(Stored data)
# # # # #

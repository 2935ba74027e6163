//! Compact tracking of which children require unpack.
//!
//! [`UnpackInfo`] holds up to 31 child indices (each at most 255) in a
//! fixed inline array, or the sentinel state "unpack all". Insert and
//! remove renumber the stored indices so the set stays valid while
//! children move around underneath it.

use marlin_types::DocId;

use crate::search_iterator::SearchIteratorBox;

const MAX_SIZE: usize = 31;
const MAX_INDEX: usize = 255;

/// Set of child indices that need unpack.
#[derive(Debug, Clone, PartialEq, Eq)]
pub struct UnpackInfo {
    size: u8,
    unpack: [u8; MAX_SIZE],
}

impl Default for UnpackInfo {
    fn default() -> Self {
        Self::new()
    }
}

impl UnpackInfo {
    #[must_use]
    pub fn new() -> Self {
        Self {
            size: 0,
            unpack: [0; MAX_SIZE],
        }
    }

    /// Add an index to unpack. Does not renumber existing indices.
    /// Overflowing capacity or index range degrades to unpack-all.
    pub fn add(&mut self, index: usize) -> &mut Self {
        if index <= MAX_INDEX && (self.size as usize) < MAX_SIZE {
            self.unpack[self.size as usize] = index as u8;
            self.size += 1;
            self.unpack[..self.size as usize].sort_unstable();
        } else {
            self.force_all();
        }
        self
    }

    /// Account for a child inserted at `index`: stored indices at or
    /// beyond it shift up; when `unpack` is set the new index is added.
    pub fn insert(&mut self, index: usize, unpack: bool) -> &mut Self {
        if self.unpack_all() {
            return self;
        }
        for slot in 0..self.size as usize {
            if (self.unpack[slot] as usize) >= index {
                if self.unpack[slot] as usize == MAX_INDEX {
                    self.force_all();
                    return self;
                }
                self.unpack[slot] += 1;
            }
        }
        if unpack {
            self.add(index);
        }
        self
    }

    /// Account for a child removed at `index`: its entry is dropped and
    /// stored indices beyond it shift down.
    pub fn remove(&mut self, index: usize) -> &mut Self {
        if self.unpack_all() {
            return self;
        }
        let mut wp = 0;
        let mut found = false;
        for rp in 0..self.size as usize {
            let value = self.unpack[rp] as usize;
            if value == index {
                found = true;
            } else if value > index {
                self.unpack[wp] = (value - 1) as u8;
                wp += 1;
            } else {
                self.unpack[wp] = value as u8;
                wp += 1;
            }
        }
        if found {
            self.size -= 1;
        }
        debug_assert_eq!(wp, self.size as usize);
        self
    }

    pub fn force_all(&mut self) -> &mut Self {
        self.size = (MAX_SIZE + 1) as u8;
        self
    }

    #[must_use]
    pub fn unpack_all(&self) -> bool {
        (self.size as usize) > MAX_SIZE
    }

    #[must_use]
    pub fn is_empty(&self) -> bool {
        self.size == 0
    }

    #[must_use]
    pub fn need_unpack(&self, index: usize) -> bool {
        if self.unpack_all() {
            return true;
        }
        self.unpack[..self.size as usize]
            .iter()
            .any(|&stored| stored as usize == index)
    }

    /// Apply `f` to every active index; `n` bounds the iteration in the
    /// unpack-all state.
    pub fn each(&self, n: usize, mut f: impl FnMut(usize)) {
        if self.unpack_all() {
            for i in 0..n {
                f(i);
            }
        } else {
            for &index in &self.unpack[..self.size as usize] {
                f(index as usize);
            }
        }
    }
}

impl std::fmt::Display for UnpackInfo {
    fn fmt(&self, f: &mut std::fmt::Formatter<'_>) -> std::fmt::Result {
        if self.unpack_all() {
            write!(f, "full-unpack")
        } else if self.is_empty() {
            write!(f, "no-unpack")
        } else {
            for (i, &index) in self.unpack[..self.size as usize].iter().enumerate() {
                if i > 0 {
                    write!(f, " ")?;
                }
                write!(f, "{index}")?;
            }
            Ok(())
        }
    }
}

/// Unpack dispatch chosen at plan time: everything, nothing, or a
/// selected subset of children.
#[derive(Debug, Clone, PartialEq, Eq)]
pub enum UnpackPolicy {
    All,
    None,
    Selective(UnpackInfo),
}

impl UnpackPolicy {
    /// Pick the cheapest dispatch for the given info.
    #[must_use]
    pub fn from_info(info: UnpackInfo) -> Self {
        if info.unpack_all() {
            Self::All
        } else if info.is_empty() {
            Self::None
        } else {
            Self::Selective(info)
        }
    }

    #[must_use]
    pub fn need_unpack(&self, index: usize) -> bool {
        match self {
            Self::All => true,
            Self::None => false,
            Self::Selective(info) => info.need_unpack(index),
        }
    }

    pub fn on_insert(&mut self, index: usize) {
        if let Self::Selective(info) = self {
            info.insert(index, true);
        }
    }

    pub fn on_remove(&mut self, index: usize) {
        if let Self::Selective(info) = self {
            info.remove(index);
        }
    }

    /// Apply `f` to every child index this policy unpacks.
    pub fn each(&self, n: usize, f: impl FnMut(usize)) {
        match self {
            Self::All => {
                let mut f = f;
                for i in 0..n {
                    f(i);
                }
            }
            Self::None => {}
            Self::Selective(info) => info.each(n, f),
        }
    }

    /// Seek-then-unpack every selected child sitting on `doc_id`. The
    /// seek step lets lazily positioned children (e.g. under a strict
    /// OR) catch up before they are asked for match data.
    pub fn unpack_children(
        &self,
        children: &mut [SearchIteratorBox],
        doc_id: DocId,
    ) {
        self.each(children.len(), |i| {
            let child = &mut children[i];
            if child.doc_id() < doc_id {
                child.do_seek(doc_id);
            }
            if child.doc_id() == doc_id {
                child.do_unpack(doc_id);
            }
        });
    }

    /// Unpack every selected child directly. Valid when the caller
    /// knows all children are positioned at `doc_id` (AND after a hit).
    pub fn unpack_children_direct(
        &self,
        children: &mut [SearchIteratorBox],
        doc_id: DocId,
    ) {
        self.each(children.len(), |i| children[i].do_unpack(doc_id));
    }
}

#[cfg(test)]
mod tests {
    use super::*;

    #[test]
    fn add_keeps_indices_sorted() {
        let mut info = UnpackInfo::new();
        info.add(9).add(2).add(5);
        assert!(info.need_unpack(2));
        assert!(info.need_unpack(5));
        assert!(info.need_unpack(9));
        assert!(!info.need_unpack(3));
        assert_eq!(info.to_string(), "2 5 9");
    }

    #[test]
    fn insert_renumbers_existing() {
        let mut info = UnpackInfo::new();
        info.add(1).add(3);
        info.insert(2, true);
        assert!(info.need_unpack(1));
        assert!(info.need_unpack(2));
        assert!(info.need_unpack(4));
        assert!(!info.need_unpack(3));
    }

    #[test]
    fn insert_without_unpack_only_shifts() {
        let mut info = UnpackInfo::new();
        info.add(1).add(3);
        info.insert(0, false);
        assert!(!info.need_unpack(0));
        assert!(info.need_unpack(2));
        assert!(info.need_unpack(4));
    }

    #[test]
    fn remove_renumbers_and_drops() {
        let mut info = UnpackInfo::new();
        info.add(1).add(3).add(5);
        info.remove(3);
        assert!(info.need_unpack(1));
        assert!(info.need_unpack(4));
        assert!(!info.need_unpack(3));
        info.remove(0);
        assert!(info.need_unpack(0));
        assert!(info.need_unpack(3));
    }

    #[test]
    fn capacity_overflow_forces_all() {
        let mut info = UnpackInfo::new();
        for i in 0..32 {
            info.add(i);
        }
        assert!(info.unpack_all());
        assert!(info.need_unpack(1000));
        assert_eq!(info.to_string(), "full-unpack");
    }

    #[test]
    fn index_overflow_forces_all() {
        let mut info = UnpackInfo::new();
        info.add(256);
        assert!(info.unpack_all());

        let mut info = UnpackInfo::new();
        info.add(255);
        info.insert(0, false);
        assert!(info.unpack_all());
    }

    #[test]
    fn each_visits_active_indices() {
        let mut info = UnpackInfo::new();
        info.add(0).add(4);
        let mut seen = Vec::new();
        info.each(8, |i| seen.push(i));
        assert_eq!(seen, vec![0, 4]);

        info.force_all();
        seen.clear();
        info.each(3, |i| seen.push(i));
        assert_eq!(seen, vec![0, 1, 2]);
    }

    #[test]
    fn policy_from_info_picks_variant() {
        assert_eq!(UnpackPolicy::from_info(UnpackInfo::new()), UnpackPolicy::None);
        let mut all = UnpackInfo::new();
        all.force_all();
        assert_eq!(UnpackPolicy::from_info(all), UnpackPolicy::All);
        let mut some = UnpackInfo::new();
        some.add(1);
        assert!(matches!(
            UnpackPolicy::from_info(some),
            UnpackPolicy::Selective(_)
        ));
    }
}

# # # # #

Task goal
Check each line above for the string "FnMut" and copy every line that has it.

Expected answer
    pub fn each(&self, n: usize, mut f: impl FnMut(usize)) {
    pub fn each(&self, n: usize, f: impl FnMut(usize)) {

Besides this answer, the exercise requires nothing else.